La nascita della riflessione sociologica accompagna l’affermarsi della società moderna. Estremamente variegata, declinata in diverse chiavi metodologiche e teoriche, secondo tradizioni nazionali e interessi tematici, nel suo complesso la sociologia si connota come la prima scienza sociale che pone la società come nuovo oggetto di studio. La prospettiva sociologica è caratterizzata dalla de-naturalizzazione dell’esperienza umana e dalla sua contestualizzazione storica, ecologica, istituzionale e culturale, con una particolare attenzione ad alcuni processi socio-culturali che contraddistinguono la modernità: la secolarizzazione, la divisione funzionale, la razionalizzazione e l’individualizzazione. 

Sociologia e modernità

Max Weber

 Etica protestante e spirito del capitalismo  

L’ascesi laica protestante... operò con grande violenza contro il godimento spregiudicato della proprietà, e restrinse il consumo, in ispecie il consumo di lusso. D’altra parte essa liberò, nei suoi effetti psicologici l’acquisto di beni dagli ostacoli dell’etica tradizionalistica, in quanto non solo lo legalizzò, ma addirittura, nel senso che esponemmo, lo riguardò come voluto da Dio. La lotta contro i piaceri della carne e l’attaccamento ai beni esteriori non era, come attesta espressamente, insieme coi Puritani, anche il grande apologeta del Quaccherismo, il Barclay, una lotta contro il guadagno razionale, ma sibbene contro l’impiego irrazionale della proprietà. E questo consisteva nell’altro apprezzamento, da condannarsi come idolatria, delle forme ostensibili del lusso, che erano cosí vicine al modo di sentire feudale, in luogo dell’impiego voluto da Dio, razionale e utilitario, per i fini della vita del singolo e della collettività.
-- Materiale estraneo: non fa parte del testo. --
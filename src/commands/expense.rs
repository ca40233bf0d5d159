use crate::api::{self, Assistant};
use crate::args::{ExpenseAddArgs, ExpenseScanArgs, PeriodArgs};
use crate::commands::{expenses, Out};
use crate::error::{ErrorType, IntoResult};
use crate::model::{today, Dated, InputInvoice, InvoiceDraft, Period, Vnd};
use crate::store::{self, Key};
use crate::{utils, Config, Result};
use anyhow::Context;
use serde::Serialize;
use tracing::debug;

/// Records an expense invoice entered by hand.
pub async fn expense_add(config: &Config, args: &ExpenseAddArgs) -> Result<Out<InputInvoice>> {
    let draft = InvoiceDraft {
        date: args.date(),
        supplier_name: args.supplier().to_string(),
        supplier_tax_code: args.tax_code().unwrap_or_default().to_string(),
        description: args.description().unwrap_or_default().to_string(),
        expense_category: args.category(),
        line_items: args.items().to_vec(),
        image: None,
    };
    save_invoice(config, draft).await
}

/// Reads an invoice photo with the assistant and records what it found.
pub async fn expense_scan(
    config: &Config,
    assistant: &dyn Assistant,
    args: &ExpenseScanArgs,
) -> Result<Out<InputInvoice>> {
    let image = args.image();
    let bytes = utils::read_bytes(image)
        .await
        .with_context(|| format!("Unable to read the invoice image {}", image.display()))
        .pub_result(ErrorType::Io)?;
    let file_name = image
        .file_name()
        .map(|n| n.to_string_lossy().into_owned())
        .unwrap_or_default();
    let mime_type = api::mime_type(&file_name);
    debug!("Scanning {} ({mime_type}, {} bytes)", image.display(), bytes.len());

    let extracted = assistant
        .extract_invoice_fields(&bytes, mime_type)
        .await
        .pub_result(ErrorType::Request)?;
    let draft = extracted.into_draft(args.category(), Some(image.display().to_string()));
    save_invoice(config, draft).await
}

async fn save_invoice(config: &Config, draft: InvoiceDraft) -> Result<Out<InputInvoice>> {
    let invoice = InputInvoice::new(draft, today()).pub_result(ErrorType::Validation)?;

    let store = config.store();
    let mut invoices = expenses(store).await.pub_result(ErrorType::Database)?;
    invoices.insert(0, invoice.clone());
    store::save(store, Key::HkdExpenses, &invoices)
        .await
        .pub_result(ErrorType::Database)?;

    let mut lines = vec![format!(
        "Đã lưu hóa đơn đầu vào của {} ngày {}: {}",
        invoice.supplier_name(),
        invoice.date().format("%d/%m/%Y"),
        invoice.amount().currency()
    )];
    for item in invoice.line_items() {
        lines.push(format!(
            "  {} × {} @ {} = {}",
            item.name(),
            item.quantity().normalize(),
            item.unit_price().currency(),
            item.subtotal().currency()
        ));
    }
    Ok(Out::new(lines.join("\n"), invoice))
}

#[derive(Debug, Clone, PartialEq, Eq, Serialize)]
#[serde(rename_all = "camelCase")]
pub struct ExpenseList {
    pub period: Option<Period>,
    pub invoices: Vec<InputInvoice>,
    pub total: Vnd,
}

/// Expense invoices, newest first, optionally narrowed to a period.
pub async fn expense_list(config: &Config, args: &PeriodArgs) -> Result<Out<ExpenseList>> {
    let all = expenses(config.store())
        .await
        .pub_result(ErrorType::Database)?;
    let invoices: Vec<InputInvoice> = match args.period() {
        Some(period) => period.filter(&all).into_iter().cloned().collect(),
        None => all,
    };
    let total: Vnd = invoices.iter().map(InputInvoice::amount).sum();

    let mut lines: Vec<String> = invoices
        .iter()
        .map(|i| {
            format!(
                "{}  {:>16}  {}  {}",
                i.date().format("%d/%m/%Y"),
                i.amount().currency(),
                i.supplier_name(),
                i.expense_category().label()
            )
        })
        .collect();
    lines.push(format!(
        "{} hóa đơn, tổng chi phí {}",
        invoices.len(),
        total.currency()
    ));

    Ok(Out::new(
        lines.join("\n"),
        ExpenseList {
            period: args.period(),
            invoices,
            total,
        },
    ))
}

#[cfg(test)]
mod tests {
    use super::*;
    use crate::error::error_type;
    use crate::model::{ExpenseCategory, LineItem};
    use crate::test::TestEnv;
    use chrono::NaiveDate;
    use rust_decimal_macros::dec;

    #[tokio::test]
    async fn test_add_and_list() {
        let env = TestEnv::new().await;
        let config = env.config();
        let date = NaiveDate::from_ymd_opt(2025, 11, 3).unwrap();
        let args = ExpenseAddArgs::new(
            "Chợ đầu mối",
            vec![
                LineItem::new("Gạo", dec!(2), Vnd::from(150_000)),
                LineItem::new("Dầu ăn", dec!(1.5), Vnd::from(40_000)),
            ],
        )
        .with_date(date)
        .with_category(ExpenseCategory::RawMaterials);
        let out = expense_add(&config, &args).await.unwrap();
        assert_eq!(out.structure().unwrap().amount(), Vnd::from(360_000));

        let nov = Period::Month {
            year: 2025,
            month: 11,
        };
        let list = expense_list(&config, &PeriodArgs::new(Some(nov)))
            .await
            .unwrap();
        assert_eq!(list.structure().unwrap().total, Vnd::from(360_000));

        let dec_period = Period::Month {
            year: 2025,
            month: 12,
        };
        let list = expense_list(&config, &PeriodArgs::new(Some(dec_period)))
            .await
            .unwrap();
        assert!(list.structure().unwrap().invoices.is_empty());
    }

    #[tokio::test]
    async fn test_add_without_supplier_fails() {
        let env = TestEnv::new().await;
        let config = env.config();
        let args = ExpenseAddArgs::new("  ", vec![LineItem::new("x", dec!(1), Vnd::from(1))]);
        let e = expense_add(&config, &args).await.unwrap_err();
        assert_eq!(error_type(&e), Some(ErrorType::Validation));
    }

    #[tokio::test]
    async fn test_scan() {
        let env = TestEnv::new().await;
        let config = env.config();
        let image = env.dir().join("hoa_don.png");
        std::fs::write(&image, [0x89, b'P', b'N', b'G']).unwrap();

        let assistant = env.assistant();
        let assistant = assistant.as_ref();
        let args = ExpenseScanArgs::new(&image, ExpenseCategory::RawMaterials);
        let out = expense_scan(&config, assistant, &args).await.unwrap();
        let invoice = out.structure().unwrap();
        assert_eq!(invoice.amount(), Vnd::from(1_550_000));
        assert_eq!(invoice.image(), Some(image.display().to_string().as_str()));
        assert_eq!(invoice.date(), NaiveDate::from_ymd_opt(2026, 1, 10).unwrap());

        let empty = env.dir().join("empty.jpg");
        std::fs::write(&empty, b"").unwrap();
        let args = ExpenseScanArgs::new(&empty, ExpenseCategory::RawMaterials);
        let e = expense_scan(&config, assistant, &args).await.unwrap_err();
        assert_eq!(error_type(&e), Some(ErrorType::Request));

        let missing = ExpenseScanArgs::new(env.dir().join("nope.jpg"), ExpenseCategory::Other);
        let e = expense_scan(&config, assistant, &missing).await.unwrap_err();
        assert_eq!(error_type(&e), Some(ErrorType::Io));
    }
}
Non si voleva imporre al possidente la macerazione, ma l’uso della sua ricchezza per cose necessarie e di pratica utilità [...] Poiché in quanto l’ascesi fu portata dalle celle dei monaci nella vita professionale e cominciò a dominare la moralità laica, essa cooperò per la sua parte alla costruzione di quel potente ordinamento economico moderno, legato ai presupposti tecnici ed economici della produzione meccanica, che oggi determina con strapotente costrizione, e forse continuerà a determinare finché non sia stato consumato l’ultimo quintale di carbon fossile, lo stile della vita di ogni individuo, che nasce in questo ingranaggio, e non soltanto di chi prende parte all’attività puramente economica. Solo come un mantello sottile, che ognuno potrebbe buttar via, secondo la concezione di Baxter, la preoccupazione per i beni esteriori doveva avvolgere le spalle degli “eletti”. Ma il destino fece del mantello una gabbia di acciaio. Mentre l’ascesi imprendeva a trasformare il mondo e a operare nel mondo, i beni esteriori di questo mondo acquistarono una forza sempre più grande nella storia. Oggi lo spirito dell’ascesi è sparito, chissà se per sempre, da questa gabbia. Il capitalismo vittorioso in ogni caso, da che posa su di un fondamento meccanico, non ha più bisogno del suo aiuto. Sembra impallidire per sempre anche il roseo stato d’animo del suo sorridente erede, l’Illuminismo, e come un fantasma di concetti religiosi che furono, si aggira nella nostra vita il pensiero del dovere professionale.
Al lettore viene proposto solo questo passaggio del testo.